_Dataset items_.
----
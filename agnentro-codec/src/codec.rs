//! The agnentropic codec: a mixed-radix positional code over the exact
//! multiset-and-order state space of a mask sequence.
//!
//! Both directions share one pass shape: a shrinking combinatorial span
//! counts the equally likely completions of the sequence, each symbol
//! contributes `cumfreq * span` to the code, and the span is multiplied by
//! the symbol's pre-update frequency then divided (exactly) by the growing
//! total count. Every frequency starts at one and only ever grows, so the
//! final span equals the product of the per-step frequencies: the weight
//! `W` of the whole sequence. The codes of all sequences of one length
//! tile `[0, T)` in intervals of exactly their weights, `T` being the
//! Pochhammer total-state count, which is what makes the canonical
//! rounding below lossless.

use agnentro_biguint::{Biguint, BiguintError};
use agnentro_fract::{FractError, Status};
use agnentro_loggamma::{LogGamma, LogGammaError};
use serde::{Deserialize, Serialize};
use thiserror::Error;

use crate::tree::FreqTree;

/// Bumped on any wire- or API-incompatible change.
pub const BUILD_BREAK_COUNT: u64 = 0;
/// Bumped on any backward-compatible feature addition.
pub const BUILD_FEATURE_COUNT: u64 = 4;

/// Session parameters; travels alongside persisted streams.
#[derive(Debug, Clone, PartialEq, Eq, Serialize, Deserialize)]
pub struct CodecConfig {
    /// Largest mask value a sequence may contain (alphabet is
    /// `[0, mask_max]`). Must be nonzero.
    pub mask_max: u64,
    /// Largest symbol count any one encode or decode call may pass.
    pub mask_count_max: u64,
    /// Must match [`BUILD_BREAK_COUNT`].
    pub break_count: u64,
    /// Must match [`BUILD_FEATURE_COUNT`].
    pub feature_count: u64,
}

impl CodecConfig {
    pub fn new(mask_max: u64, mask_count_max: u64) -> Self {
        Self {
            mask_max,
            mask_count_max,
            break_count: BUILD_BREAK_COUNT,
            feature_count: BUILD_FEATURE_COUNT,
        }
    }
}

#[derive(Error, Debug)]
pub enum CodecError {
    #[error("build compatibility mismatch (break {got_break}, feature {got_feature})")]
    BuildMismatch { got_break: u64, got_feature: u64 },
    #[error("mask_max must be nonzero")]
    ZeroMaskSpan,
    #[error("session size computation overflowed")]
    SizeOverflow,
    #[error("sequence of {len} masks exceeds the configured bound {max}")]
    SequenceTooLong { len: u64, max: u64 },
    #[error("mask {mask} exceeds mask_max {mask_max}")]
    MaskOutOfRange { mask: u64, mask_max: u64 },
    #[error("element width {0} is unsupported (1-4 bytes)")]
    BadElementWidth(usize),
    #[error("byte buffer length {len} is not a multiple of element width {width}")]
    RaggedBuffer { len: usize, width: usize },
    #[error("stream is truncated or malformed")]
    Stream,
    #[error(transparent)]
    Bits(#[from] BiguintError),
    #[error(transparent)]
    Numeric(#[from] FractError),
    #[error(transparent)]
    Gamma(#[from] LogGammaError),
}

/// Adaptive exact-combinatorics codec over a fixed mask alphabet.
pub struct Agnentrocodec {
    config: CodecConfig,
    tree: FreqTree,
    gamma: LogGamma,
    code: Biguint,
    code_bit_len: u64,
    max_code_bits: u64,
    // Scratch, sized once per session and reused across calls.
    span: Biguint,
    term: Biguint,
    weight: Biguint,
}

impl Agnentrocodec {
    /// Validates the configuration and allocates all session state.
    pub fn new(config: CodecConfig) -> Result<Self, CodecError> {
        if config.break_count != BUILD_BREAK_COUNT
            || config.feature_count != BUILD_FEATURE_COUNT
        {
            return Err(CodecError::BuildMismatch {
                got_break: config.break_count,
                got_feature: config.feature_count,
            });
        }
        if config.mask_max == 0 {
            return Err(CodecError::ZeroMaskSpan);
        }
        let span_count = config
            .mask_max
            .checked_add(1)
            .ok_or(CodecError::SizeOverflow)?;
        let arg_top = span_count
            .checked_add(config.mask_count_max)
            .ok_or(CodecError::SizeOverflow)?;
        usize::try_from(config.mask_max).map_err(|_| CodecError::SizeOverflow)?;

        let mut gamma = LogGamma::new()?;
        let max_code_bits = code_bit_bound(&mut gamma, span_count, arg_top)?;
        Ok(Self {
            tree: FreqTree::new(config.mask_max),
            config,
            gamma,
            code: Biguint::zero(),
            code_bit_len: 0,
            max_code_bits,
            span: Biguint::zero(),
            term: Biguint::zero(),
            weight: Biguint::zero(),
        })
    }

    pub fn config(&self) -> &CodecConfig {
        &self.config
    }

    /// The current code value; meaningful together with
    /// [`Self::code_bit_len`] after an encode or import.
    pub fn code(&self) -> &Biguint {
        &self.code
    }

    /// Declared bit length of the current code.
    pub fn code_bit_len(&self) -> u64 {
        self.code_bit_len
    }

    /// The session's log-gamma evaluator, for entropy measurement against
    /// the same cached constants the bit bound was derived from.
    pub fn log_gamma(&mut self) -> &mut LogGamma {
        &mut self.gamma
    }

    /// Largest provably decodable code length for this configuration: the
    /// nats of the maximal state count (a log-gamma difference) divided by
    /// the lower `ln 2` bound, widened by two bits.
    pub fn max_code_bit_len(&self) -> u64 {
        self.max_code_bits
    }

    /// Restores uniform frequencies and an empty code.
    pub fn reset(&mut self) {
        self.tree.reset();
        self.code = Biguint::zero();
        self.code_bit_len = 0;
    }

    /// Encodes `masks` into the canonical minimal-length code.
    ///
    /// The emitted bit length depends only on the multiset of masks,
    /// never their order.
    pub fn encode(&mut self, masks: &[u64]) -> Result<(), CodecError> {
        let n = masks.len() as u64;
        if n > self.config.mask_count_max {
            return Err(CodecError::SequenceTooLong {
                len: n,
                max: self.config.mask_count_max,
            });
        }
        for &mask in masks {
            if mask > self.config.mask_max {
                return Err(CodecError::MaskOutOfRange {
                    mask,
                    mask_max: self.config.mask_max,
                });
            }
        }
        self.reset();
        if n == 0 {
            return Ok(());
        }
        let span_count = self.config.mask_max + 1;
        self.span = Biguint::pochhammer(span_count + 1, n - 1)?;
        self.weight = Biguint::from_u64(1);
        for (t, &mask) in masks.iter().enumerate() {
            let cum = self.tree.cumfreq(mask);
            if cum != 0 {
                self.term.clone_from(&self.span);
                self.term.mul_assign_u64(cum);
                self.code.add_assign(&self.term);
            }
            let freq = self.tree.freq(mask);
            self.weight.mul_assign_u64(freq);
            if (t as u64) < n - 1 {
                self.span.mul_assign_u64(freq);
                let (quotient, rem) = self.span.divrem_u64(span_count + t as u64 + 1)?;
                debug_assert_eq!(rem, 0);
                self.span = quotient;
            }
            debug_assert_eq!(self.tree.total(), span_count + t as u64);
            self.tree.increment(mask);
        }
        // Canonical minimal-length form. The sequence owns the code
        // interval [C, C + W), so rounding C up to a multiple of
        // 2^(bit_len(W) - 1) stays inside it and the low bits can be
        // dropped entirely; the emitted length is then a pure function of
        // the state-count total and the order-invariant weight.
        let round_bits = self.weight.bit_len() - 1;
        let rounds_up = self.code.lsb().map_or(false, |low| low < round_bits);
        self.code.shr_assign_bits(round_bits);
        if rounds_up {
            self.code.add_assign_u64(1);
        }
        self.code_bit_len = self.total_code_bits(n)? - round_bits;
        Ok(())
    }

    /// Decodes exactly `count` masks from the current code.
    ///
    /// Any declared bit length and any bit pattern decode to *some* mask
    /// sequence; only the configured bounds are enforced.
    pub fn decode(&mut self, count: u64) -> Result<Vec<u64>, CodecError> {
        if count > self.config.mask_count_max {
            return Err(CodecError::SequenceTooLong {
                len: count,
                max: self.config.mask_count_max,
            });
        }
        let mut out = Vec::with_capacity(count as usize);
        if count == 0 {
            return Ok(out);
        }
        self.tree.reset();
        let span_count = self.config.mask_max + 1;
        // Fraction-normalize the declared-length code against the scale of
        // this sequence length's state count.
        let scale_bits = self.total_code_bits(count)?;
        let mut residue = if self.code_bit_len <= scale_bits {
            self.code.shl_bits(scale_bits - self.code_bit_len)
        } else {
            self.code.shr_bits(self.code_bit_len - scale_bits)
        };
        self.span = Biguint::pochhammer(span_count + 1, count - 1)?;
        for t in 0..count {
            let (floor, _) = residue.divrem(&self.span)?;
            let (mask, cum, freq) = self.tree.find_bucket(floor.to_u64_saturating());
            if cum != 0 {
                self.term.clone_from(&self.span);
                self.term.mul_assign_u64(cum);
                residue.sub_assign(&self.term)?;
            }
            out.push(mask);
            if t < count - 1 {
                self.span.mul_assign_u64(freq);
                let (quotient, rem) = self.span.divrem_u64(span_count + t + 1)?;
                debug_assert_eq!(rem, 0);
                self.span = quotient;
            }
            debug_assert_eq!(self.tree.total(), span_count + t);
            self.tree.increment(mask);
        }
        Ok(out)
    }

    /// Copies a code out of a caller buffer, saturating the declared bit
    /// count to the maximum provably decodable length.
    pub fn code_import(
        &mut self,
        buf: &[u8],
        bit_offset: u64,
        bit_count: u64,
    ) -> Result<(), CodecError> {
        let count = bit_count.min(self.max_code_bits);
        self.code = Biguint::import_bits(buf, bit_offset, count)?;
        self.code_bit_len = count;
        Ok(())
    }

    /// Copies the current code into a caller buffer at `bit_offset`,
    /// returning the number of bits written. Fails without mutating the
    /// buffer when the range does not fit.
    pub fn code_export(&self, buf: &mut [u8], bit_offset: u64) -> Result<u64, CodecError> {
        self.code.export_bits(buf, bit_offset, self.code_bit_len)?;
        Ok(self.code_bit_len)
    }

    /// Bit length of `T - 1`, `T` the total-state count for `count`
    /// symbols; the scale every code of that length is measured against.
    fn total_code_bits(&self, count: u64) -> Result<u64, BiguintError> {
        let mut total = Biguint::pochhammer(self.config.mask_max + 1, count)?;
        total.sub_assign_u64(1)?;
        Ok(total.bit_len())
    }
}

/// Conservative bit bound on any code this configuration can emit:
/// `ln T = ln Γ(arg_top) - ln Γ(span_count)` exactly, converted from nats
/// to bits against the lower `ln 2` bound and widened by two bits.
fn code_bit_bound(
    gamma: &mut LogGamma,
    span_count: u64,
    arg_top: u64,
) -> Result<u64, CodecError> {
    let mut status = Status::new();
    let upper = gamma.ln_gamma(arg_top, &mut status);
    let lower = gamma.ln_gamma(span_count, &mut status);
    let nats = upper.sub(lower, &mut status);
    status.check().map_err(|_| CodecError::SizeOverflow)?;
    let sup = nats.hi.checked_add(1).ok_or(CodecError::SizeOverflow)?;
    let ln2_lo = gamma.ln2_q64().lo;
    let bits = sup
        .checked_add(ln2_lo - 1)
        .ok_or(CodecError::SizeOverflow)?
        / ln2_lo;
    u64::try_from(bits)
        .ok()
        .and_then(|b| b.checked_add(2))
        .ok_or(CodecError::SizeOverflow)
}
----
_Work item_.
In the records above, find each line that mentions the word "configured", and copy it.

_Solution_.
    #[error("sequence of {len} masks exceeds the configured bound {max}")]
    /// sequence; only the configured bounds are enforced.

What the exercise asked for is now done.